Dr. Amir Awad, Director of the Wildlife Research Center in Sudan, said in a statement to SUNA that the project has entered its third year and achieved positive results, especially after the transition from traditional to scientific, by introducing equipment and systems, indicating the importance of the project in determining the movement of lions inside the reserve in quantity and quality. Considering that lions are one of the big cat species threatened with extinction in the world.
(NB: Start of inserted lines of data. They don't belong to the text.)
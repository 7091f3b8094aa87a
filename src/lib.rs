//! Mouse Maze - a hidden-maze reasoning puzzle
//!
//! A mouse dropped into one of 16 holes around a 4×4 house bounces off
//! diagonal walls (or follows arrows) until it comes out of another hole or
//! runs in circles forever. Players predict exits, work backwards from
//! exits, or rebuild the hidden layout from probes.
//!
//! Core modules:
//! - `sim`: Deterministic engine (path tracing, generation, quiz, inference)
//! - `settings`: Game configuration
//! - `web`: wasm-bindgen surface for the browser UI (wasm32 only)

pub mod error;
pub mod settings;
pub mod sim;
#[cfg(target_arch = "wasm32")]
pub mod web;

pub use error::EngineError;
pub use settings::{GameMode, Settings};

/// Game configuration constants
pub mod consts {
    /// Rooms per side of the house
    pub const GRID_SIZE: usize = 4;
    /// Holes around the perimeter
    pub const HOLE_COUNT: usize = 4 * GRID_SIZE;
    /// Questions in one quiz session
    pub const TOTAL_QUESTIONS: u32 = 8;
    /// Candidates the generator draws before settling for the last one
    pub const MAX_GENERATION_ATTEMPTS: u32 = 50;
    /// Filled rooms a working model needs before the hidden maze is offered
    pub const MIN_MODEL_CELLS: usize = 4;
}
He added that the project is conducting research on the multiplicity of prey species and their presence in the reserve, praising the success of the project to be a real addition to studies and research to help the World Center for Environment and Wildlife in the world, praising the role played by the Sudanese researcher despite the obstacles that hinder the work, represented by the lack of scientific and practical equipment.
Dr. Johannes praised the role that the Dinder Reserve Police continued to play in preserving the wild wealth of Sudan, especially the vegetation and forests, which are among the reasons for the existence of wildlife and the preservation of endangered wildlife in the world, especially the lions and the Kumpur, which have become extinct in a large number of African countries.
Referring to the UN slogan: Do one thing to save the world’s big cats, including lions.
Johannes stressed that the Dinder Reserve is one of the most important reserves in the world because of its unparalleled environmental and biological diversity in the African countries, which requires international organizations to support the Dinder Reserve to be a global (bank) for all environmental and biological diversity.